• Collected data entries:
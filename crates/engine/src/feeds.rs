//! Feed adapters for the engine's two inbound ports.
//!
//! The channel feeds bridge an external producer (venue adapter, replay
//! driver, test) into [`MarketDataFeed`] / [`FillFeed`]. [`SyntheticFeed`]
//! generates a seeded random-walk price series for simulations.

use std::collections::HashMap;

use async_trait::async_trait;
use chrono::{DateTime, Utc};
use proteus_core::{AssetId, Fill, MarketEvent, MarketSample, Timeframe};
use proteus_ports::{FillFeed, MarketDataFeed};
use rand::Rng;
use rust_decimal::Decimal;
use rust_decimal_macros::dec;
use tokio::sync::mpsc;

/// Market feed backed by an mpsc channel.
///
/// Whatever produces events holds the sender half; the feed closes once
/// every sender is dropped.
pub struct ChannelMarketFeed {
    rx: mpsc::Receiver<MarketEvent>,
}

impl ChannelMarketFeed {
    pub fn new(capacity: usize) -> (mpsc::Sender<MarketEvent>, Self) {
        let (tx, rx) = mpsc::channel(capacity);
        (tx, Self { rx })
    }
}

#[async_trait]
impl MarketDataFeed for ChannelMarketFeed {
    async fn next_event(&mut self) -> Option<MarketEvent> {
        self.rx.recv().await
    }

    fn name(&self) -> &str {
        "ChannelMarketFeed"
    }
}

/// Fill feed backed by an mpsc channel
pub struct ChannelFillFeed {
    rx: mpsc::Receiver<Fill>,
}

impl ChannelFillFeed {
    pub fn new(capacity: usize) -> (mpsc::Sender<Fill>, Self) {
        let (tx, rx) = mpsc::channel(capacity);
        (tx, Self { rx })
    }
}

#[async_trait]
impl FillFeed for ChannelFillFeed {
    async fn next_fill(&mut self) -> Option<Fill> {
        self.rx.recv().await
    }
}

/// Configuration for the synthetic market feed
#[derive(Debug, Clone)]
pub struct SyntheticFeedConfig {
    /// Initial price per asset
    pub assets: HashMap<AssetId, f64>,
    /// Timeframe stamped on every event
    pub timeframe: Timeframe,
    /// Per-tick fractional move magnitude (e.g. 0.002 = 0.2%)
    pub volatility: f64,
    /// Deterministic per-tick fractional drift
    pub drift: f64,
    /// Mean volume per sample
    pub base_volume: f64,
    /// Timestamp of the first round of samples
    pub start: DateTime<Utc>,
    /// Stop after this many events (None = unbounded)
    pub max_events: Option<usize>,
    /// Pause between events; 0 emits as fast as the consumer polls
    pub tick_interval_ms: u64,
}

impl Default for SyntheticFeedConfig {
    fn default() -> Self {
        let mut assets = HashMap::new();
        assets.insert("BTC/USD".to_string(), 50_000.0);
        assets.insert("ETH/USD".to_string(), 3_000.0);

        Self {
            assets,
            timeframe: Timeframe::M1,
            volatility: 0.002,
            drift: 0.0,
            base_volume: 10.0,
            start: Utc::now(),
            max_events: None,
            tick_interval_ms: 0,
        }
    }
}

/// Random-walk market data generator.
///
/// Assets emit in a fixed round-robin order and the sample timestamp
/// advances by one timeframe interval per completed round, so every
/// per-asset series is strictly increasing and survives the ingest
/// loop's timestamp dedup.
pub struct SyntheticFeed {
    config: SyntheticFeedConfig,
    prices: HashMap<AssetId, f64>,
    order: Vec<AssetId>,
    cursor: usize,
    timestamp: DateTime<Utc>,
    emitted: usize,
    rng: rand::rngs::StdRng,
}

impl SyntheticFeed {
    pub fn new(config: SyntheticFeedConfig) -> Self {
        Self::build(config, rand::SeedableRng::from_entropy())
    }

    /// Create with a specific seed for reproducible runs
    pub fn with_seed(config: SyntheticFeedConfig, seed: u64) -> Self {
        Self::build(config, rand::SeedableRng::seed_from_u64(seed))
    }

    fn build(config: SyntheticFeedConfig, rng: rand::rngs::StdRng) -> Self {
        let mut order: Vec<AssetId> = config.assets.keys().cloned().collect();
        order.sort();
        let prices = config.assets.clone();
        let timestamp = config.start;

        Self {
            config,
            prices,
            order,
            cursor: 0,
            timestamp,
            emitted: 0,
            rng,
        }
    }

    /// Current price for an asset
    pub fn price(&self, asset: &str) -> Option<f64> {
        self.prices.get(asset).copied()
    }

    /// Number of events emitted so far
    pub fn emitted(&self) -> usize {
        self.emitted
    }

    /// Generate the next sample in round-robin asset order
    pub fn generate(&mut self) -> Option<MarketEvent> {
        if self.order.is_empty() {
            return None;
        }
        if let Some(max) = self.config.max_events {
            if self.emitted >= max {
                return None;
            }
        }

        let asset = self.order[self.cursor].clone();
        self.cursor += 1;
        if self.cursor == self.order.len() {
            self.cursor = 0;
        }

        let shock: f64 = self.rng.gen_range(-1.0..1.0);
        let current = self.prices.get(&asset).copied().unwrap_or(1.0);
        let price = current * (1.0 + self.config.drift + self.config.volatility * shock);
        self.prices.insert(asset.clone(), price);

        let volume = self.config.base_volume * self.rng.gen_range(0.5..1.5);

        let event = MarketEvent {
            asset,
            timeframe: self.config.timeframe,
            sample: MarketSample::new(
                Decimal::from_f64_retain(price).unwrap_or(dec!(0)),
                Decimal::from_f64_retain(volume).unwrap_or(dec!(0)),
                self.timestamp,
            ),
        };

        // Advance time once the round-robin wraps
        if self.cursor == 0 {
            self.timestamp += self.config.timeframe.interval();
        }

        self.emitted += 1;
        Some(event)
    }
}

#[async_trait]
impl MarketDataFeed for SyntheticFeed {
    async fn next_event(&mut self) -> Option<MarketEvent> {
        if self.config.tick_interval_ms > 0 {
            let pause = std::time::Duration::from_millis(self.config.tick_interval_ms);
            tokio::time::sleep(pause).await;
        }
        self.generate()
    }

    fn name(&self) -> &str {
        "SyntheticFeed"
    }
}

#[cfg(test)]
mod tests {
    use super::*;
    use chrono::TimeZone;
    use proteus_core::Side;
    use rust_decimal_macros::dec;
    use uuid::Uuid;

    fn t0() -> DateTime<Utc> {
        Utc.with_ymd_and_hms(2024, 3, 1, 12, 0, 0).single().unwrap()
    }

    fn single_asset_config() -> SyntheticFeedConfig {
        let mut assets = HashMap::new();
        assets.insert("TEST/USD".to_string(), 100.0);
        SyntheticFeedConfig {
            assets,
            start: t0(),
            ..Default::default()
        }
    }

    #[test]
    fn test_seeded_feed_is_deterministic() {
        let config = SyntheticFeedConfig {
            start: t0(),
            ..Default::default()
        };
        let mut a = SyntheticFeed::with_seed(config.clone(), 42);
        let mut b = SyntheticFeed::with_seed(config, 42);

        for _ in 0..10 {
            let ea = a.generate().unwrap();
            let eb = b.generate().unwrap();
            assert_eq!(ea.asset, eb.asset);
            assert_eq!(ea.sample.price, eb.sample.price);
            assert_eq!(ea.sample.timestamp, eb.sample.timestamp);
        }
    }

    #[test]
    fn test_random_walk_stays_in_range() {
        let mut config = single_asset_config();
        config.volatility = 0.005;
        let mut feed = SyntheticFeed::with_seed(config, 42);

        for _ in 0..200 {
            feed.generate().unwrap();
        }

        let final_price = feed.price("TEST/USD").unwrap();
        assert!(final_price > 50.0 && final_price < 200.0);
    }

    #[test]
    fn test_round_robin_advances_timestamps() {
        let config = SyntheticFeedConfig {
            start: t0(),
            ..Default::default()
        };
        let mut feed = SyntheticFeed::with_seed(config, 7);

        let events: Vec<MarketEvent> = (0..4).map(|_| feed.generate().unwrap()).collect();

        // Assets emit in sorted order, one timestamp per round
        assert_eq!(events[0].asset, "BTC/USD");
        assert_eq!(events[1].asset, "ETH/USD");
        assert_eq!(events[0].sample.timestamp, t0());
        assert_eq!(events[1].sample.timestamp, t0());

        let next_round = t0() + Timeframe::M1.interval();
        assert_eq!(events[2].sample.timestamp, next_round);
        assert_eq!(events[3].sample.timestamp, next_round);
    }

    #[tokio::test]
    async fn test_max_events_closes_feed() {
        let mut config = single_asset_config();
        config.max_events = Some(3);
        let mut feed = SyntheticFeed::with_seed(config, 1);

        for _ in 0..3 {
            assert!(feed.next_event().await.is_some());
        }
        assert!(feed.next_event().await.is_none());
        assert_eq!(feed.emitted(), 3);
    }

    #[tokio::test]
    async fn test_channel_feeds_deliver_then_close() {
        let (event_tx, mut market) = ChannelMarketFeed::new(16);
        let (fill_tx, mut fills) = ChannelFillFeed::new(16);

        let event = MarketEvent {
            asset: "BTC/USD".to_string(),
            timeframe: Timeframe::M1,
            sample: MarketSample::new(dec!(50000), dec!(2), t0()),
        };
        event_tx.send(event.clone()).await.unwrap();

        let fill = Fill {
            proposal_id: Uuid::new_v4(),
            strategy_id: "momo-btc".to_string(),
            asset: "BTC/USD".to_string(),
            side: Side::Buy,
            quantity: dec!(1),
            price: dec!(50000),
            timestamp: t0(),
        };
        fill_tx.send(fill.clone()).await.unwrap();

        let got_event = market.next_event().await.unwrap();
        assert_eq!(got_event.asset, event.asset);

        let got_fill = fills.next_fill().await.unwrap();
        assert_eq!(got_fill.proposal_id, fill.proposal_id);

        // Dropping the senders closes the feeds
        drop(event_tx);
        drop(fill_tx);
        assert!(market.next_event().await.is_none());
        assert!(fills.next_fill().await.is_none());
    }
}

• REQUIREMENT: Reproduce the entries exactly, starting at their first line and stopping after the line with "use rust_decimal::Decimal;".

• OUTPUT FOR THIS TASK:
filename crates/engine/src/feeds.rs
//! Feed adapters for the engine's two inbound ports.
//!
//! The channel feeds bridge an external producer (venue adapter, replay
//! driver, test) into [`MarketDataFeed`] / [`FillFeed`]. [`SyntheticFeed`]
//! generates a seeded random-walk price series for simulations.

use std::collections::HashMap;

use async_trait::async_trait;
use chrono::{DateTime, Utc};
use proteus_core::{AssetId, Fill, MarketEvent, MarketSample, Timeframe};
use proteus_ports::{FillFeed, MarketDataFeed};
use rand::Rng;
use rust_decimal::Decimal;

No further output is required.